Exercise aim. Each line in the entries below that holds the string "InvalidCityName" must be copied.

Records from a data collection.
▬▬▬▬▬▬▬▬▬▬

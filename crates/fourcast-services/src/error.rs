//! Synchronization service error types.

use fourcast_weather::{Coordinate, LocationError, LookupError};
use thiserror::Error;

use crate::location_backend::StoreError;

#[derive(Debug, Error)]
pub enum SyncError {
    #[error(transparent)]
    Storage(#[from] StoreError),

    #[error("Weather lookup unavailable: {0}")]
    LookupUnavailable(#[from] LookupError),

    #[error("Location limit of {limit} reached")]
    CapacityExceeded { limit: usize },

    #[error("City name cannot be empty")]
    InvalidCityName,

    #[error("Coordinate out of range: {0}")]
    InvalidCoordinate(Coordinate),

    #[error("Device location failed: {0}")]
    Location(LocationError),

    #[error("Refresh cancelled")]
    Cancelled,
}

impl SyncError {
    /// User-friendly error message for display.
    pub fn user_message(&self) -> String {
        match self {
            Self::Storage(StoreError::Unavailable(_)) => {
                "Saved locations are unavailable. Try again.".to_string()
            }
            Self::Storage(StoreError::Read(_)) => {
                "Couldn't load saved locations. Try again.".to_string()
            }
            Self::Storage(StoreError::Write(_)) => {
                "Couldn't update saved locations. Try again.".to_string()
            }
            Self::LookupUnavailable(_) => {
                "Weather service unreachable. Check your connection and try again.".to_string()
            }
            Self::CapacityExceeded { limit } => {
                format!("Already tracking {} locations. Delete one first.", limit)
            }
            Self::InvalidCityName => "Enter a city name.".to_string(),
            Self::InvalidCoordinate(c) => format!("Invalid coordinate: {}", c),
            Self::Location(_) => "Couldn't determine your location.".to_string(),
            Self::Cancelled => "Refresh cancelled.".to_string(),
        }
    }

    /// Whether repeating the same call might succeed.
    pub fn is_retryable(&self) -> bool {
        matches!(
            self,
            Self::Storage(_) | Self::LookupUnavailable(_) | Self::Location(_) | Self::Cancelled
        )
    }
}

▬▬▬▬▬▬▬▬▬▬

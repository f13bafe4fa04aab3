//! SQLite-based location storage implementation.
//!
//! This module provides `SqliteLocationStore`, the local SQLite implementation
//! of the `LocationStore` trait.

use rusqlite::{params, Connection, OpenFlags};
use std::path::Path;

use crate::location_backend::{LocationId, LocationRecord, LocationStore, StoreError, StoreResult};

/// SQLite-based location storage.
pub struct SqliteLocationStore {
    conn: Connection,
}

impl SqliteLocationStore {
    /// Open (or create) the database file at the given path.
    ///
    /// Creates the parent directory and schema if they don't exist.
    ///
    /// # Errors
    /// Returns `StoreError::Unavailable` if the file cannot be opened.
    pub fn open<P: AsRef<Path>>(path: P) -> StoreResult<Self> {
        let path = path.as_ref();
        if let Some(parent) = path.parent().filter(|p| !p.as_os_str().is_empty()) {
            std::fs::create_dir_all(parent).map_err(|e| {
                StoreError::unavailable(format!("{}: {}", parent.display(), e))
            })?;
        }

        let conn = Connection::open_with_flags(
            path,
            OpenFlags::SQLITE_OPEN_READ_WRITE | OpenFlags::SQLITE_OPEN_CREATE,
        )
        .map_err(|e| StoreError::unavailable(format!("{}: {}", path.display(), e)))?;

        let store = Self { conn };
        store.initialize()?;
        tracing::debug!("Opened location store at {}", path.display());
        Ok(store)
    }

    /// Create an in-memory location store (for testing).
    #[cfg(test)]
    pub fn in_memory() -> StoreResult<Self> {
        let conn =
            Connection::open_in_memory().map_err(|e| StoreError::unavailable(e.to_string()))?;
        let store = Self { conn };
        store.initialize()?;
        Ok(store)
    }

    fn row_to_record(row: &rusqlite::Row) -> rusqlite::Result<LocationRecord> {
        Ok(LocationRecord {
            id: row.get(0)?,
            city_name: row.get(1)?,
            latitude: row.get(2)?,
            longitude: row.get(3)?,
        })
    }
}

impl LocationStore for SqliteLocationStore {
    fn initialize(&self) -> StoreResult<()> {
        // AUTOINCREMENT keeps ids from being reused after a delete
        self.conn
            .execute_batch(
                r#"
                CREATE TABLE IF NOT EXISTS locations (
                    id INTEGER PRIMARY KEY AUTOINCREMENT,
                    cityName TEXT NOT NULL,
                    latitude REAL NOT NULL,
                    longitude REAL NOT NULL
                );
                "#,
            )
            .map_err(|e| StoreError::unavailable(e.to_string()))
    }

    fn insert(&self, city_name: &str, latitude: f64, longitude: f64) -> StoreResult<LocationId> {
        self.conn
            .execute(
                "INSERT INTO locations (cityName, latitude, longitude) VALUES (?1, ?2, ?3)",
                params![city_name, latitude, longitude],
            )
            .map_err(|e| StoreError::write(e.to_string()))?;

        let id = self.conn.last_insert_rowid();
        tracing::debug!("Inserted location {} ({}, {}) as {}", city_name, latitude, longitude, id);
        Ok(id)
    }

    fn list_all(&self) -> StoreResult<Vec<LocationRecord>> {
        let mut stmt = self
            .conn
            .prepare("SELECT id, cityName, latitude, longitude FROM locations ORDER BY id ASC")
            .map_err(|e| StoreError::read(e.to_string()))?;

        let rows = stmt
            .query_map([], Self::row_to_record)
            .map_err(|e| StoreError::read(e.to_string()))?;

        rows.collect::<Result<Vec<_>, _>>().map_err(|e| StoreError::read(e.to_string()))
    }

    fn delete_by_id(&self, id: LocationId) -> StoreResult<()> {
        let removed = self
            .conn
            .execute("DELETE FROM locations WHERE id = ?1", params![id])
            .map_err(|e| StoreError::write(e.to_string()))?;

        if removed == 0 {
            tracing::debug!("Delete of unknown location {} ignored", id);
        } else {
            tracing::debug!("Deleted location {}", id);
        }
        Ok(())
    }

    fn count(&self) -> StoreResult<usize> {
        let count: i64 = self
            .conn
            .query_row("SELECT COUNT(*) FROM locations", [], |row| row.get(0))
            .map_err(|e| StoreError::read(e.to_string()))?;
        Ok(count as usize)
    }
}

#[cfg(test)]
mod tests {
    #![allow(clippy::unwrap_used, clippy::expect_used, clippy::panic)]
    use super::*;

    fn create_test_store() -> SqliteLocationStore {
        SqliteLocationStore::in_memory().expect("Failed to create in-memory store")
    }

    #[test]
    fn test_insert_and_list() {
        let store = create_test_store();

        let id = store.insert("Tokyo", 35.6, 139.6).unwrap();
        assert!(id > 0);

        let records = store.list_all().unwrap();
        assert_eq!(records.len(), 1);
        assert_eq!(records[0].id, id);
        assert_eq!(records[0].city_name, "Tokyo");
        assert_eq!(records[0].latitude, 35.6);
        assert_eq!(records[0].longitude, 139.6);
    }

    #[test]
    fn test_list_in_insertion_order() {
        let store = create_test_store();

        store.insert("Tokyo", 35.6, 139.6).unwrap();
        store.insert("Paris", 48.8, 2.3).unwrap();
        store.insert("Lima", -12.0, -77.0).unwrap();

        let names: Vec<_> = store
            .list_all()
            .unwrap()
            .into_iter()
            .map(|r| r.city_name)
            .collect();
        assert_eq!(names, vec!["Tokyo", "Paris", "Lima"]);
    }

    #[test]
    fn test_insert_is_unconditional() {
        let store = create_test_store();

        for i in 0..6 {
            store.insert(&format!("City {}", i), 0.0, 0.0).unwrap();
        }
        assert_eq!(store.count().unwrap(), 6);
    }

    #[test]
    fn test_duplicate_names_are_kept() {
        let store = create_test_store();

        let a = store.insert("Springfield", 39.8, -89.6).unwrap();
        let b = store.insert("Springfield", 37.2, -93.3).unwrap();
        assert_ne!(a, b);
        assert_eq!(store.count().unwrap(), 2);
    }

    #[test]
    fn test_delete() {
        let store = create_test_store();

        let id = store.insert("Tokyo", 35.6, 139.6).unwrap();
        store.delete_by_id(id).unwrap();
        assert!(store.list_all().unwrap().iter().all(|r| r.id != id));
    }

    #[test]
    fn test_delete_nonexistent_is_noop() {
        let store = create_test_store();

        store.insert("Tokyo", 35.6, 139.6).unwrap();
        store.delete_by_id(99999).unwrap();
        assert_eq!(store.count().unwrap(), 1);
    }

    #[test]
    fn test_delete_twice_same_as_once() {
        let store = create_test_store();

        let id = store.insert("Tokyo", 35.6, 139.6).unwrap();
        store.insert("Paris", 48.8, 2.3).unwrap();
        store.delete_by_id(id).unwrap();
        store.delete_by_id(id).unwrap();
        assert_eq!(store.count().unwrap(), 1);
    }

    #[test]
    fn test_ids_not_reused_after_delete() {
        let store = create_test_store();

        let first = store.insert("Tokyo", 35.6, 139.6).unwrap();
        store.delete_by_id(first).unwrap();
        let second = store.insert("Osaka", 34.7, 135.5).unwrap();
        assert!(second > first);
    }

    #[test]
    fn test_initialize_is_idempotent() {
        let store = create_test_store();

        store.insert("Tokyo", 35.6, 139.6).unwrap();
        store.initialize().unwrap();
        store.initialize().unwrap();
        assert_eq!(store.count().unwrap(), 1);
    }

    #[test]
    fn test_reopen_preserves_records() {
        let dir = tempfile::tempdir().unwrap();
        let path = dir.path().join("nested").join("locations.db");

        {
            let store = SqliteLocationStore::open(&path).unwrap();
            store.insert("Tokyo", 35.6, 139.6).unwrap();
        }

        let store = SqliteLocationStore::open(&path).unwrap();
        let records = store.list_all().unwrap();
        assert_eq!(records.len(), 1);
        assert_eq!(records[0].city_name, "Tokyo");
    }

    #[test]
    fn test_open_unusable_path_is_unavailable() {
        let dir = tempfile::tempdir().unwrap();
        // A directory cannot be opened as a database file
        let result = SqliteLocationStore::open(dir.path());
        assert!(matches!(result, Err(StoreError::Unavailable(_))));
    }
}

▬▬▬▬▬▬▬▬▬▬

Exercise solution.
    InvalidCityName,
            Self::InvalidCityName => "Enter a city name.".to_string(),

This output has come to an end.